◆ **HOW TO COMPLETE THIS TASK**
Where the line with "F: Fn(&LogRecord) ->" appears below, start writing out lines exactly, and finish with the line with "file path override.", which is included; write out nothing else.
============================================================
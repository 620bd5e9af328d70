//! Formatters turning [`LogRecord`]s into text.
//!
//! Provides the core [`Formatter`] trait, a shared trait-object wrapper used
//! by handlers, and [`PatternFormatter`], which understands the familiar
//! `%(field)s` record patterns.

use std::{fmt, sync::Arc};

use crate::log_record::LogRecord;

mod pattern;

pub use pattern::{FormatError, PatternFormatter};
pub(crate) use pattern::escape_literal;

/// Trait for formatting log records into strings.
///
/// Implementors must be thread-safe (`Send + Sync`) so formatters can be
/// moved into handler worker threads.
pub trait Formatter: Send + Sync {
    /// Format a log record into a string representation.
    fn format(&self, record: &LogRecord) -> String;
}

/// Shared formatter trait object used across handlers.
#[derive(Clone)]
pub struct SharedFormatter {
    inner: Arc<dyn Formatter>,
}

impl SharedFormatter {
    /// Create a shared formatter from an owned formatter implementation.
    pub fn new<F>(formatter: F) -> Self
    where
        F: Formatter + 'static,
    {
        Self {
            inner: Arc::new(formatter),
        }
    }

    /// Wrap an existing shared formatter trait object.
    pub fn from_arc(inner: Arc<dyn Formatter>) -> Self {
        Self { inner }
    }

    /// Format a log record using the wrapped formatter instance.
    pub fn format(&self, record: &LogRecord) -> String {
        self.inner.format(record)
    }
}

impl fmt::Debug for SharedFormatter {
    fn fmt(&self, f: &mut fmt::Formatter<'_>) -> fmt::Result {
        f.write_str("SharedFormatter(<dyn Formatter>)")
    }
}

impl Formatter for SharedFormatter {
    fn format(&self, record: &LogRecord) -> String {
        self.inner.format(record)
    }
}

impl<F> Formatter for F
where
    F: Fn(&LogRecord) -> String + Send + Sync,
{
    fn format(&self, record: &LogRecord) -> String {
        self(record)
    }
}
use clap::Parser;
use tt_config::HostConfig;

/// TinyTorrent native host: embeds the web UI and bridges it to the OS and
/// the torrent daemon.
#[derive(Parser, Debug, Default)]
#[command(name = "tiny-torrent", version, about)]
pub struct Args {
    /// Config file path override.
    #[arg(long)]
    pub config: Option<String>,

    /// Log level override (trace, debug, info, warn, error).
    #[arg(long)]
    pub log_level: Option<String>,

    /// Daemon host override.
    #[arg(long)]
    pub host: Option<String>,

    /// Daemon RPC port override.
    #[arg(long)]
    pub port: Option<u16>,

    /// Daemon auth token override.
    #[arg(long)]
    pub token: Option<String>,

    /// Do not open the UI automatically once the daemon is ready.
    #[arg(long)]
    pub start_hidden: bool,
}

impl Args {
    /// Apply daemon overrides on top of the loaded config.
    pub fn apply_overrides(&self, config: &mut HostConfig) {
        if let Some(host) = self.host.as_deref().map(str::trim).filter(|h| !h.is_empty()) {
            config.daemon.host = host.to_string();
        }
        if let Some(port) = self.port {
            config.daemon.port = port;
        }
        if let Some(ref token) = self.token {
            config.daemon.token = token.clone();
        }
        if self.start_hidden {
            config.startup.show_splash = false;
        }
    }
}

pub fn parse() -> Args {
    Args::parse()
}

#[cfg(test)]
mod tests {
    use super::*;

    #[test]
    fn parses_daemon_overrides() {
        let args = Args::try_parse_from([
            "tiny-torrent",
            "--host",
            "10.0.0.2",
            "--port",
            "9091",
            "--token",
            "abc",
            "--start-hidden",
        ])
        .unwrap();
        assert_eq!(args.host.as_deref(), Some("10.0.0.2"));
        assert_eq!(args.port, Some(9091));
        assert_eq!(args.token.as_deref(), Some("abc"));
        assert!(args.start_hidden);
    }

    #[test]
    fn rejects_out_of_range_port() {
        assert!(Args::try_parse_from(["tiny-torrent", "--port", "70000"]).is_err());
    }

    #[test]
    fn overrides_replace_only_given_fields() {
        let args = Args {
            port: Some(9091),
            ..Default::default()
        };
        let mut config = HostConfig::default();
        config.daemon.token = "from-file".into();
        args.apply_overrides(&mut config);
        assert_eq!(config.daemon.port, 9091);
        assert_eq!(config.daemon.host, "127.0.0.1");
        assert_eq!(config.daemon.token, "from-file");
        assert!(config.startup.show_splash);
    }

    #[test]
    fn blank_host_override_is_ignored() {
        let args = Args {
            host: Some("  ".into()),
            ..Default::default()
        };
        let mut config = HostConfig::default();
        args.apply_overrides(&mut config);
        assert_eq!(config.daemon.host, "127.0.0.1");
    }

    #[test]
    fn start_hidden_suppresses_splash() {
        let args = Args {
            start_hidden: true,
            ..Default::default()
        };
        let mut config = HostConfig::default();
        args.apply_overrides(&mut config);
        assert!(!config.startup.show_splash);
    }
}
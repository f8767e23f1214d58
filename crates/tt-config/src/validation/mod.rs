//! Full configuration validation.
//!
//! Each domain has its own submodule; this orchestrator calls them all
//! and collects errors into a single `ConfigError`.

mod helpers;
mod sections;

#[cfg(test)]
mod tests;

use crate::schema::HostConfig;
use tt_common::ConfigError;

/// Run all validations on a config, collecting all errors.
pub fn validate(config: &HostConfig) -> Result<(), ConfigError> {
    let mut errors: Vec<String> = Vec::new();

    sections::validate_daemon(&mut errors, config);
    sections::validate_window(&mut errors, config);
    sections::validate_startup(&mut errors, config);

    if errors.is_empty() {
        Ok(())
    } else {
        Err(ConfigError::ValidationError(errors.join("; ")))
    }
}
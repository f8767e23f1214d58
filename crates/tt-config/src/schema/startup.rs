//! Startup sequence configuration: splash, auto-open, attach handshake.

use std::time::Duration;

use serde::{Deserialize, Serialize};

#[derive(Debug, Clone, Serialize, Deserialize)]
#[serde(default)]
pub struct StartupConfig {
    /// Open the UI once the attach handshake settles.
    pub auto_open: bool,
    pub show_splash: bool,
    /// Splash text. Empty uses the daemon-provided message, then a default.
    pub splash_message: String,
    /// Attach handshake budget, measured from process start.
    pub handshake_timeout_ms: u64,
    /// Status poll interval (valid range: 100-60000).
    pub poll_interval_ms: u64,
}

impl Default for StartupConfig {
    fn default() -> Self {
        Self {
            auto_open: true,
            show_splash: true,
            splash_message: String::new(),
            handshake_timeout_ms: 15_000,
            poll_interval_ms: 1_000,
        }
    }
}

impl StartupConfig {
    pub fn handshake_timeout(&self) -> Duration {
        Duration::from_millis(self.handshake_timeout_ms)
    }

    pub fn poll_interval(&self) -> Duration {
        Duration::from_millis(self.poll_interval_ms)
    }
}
============================================================
◆ **ANSWER BELOW**
    F: Fn(&LogRecord) -> String + Send + Sync,
{
    fn format(&self, record: &LogRecord) -> String {
        self(record)
    }
}
use clap::Parser;
use tt_config::HostConfig;

/// TinyTorrent native host: embeds the web UI and bridges it to the OS and
/// the torrent daemon.
#[derive(Parser, Debug, Default)]
#[command(name = "tiny-torrent", version, about)]
pub struct Args {
    /// Config file path override.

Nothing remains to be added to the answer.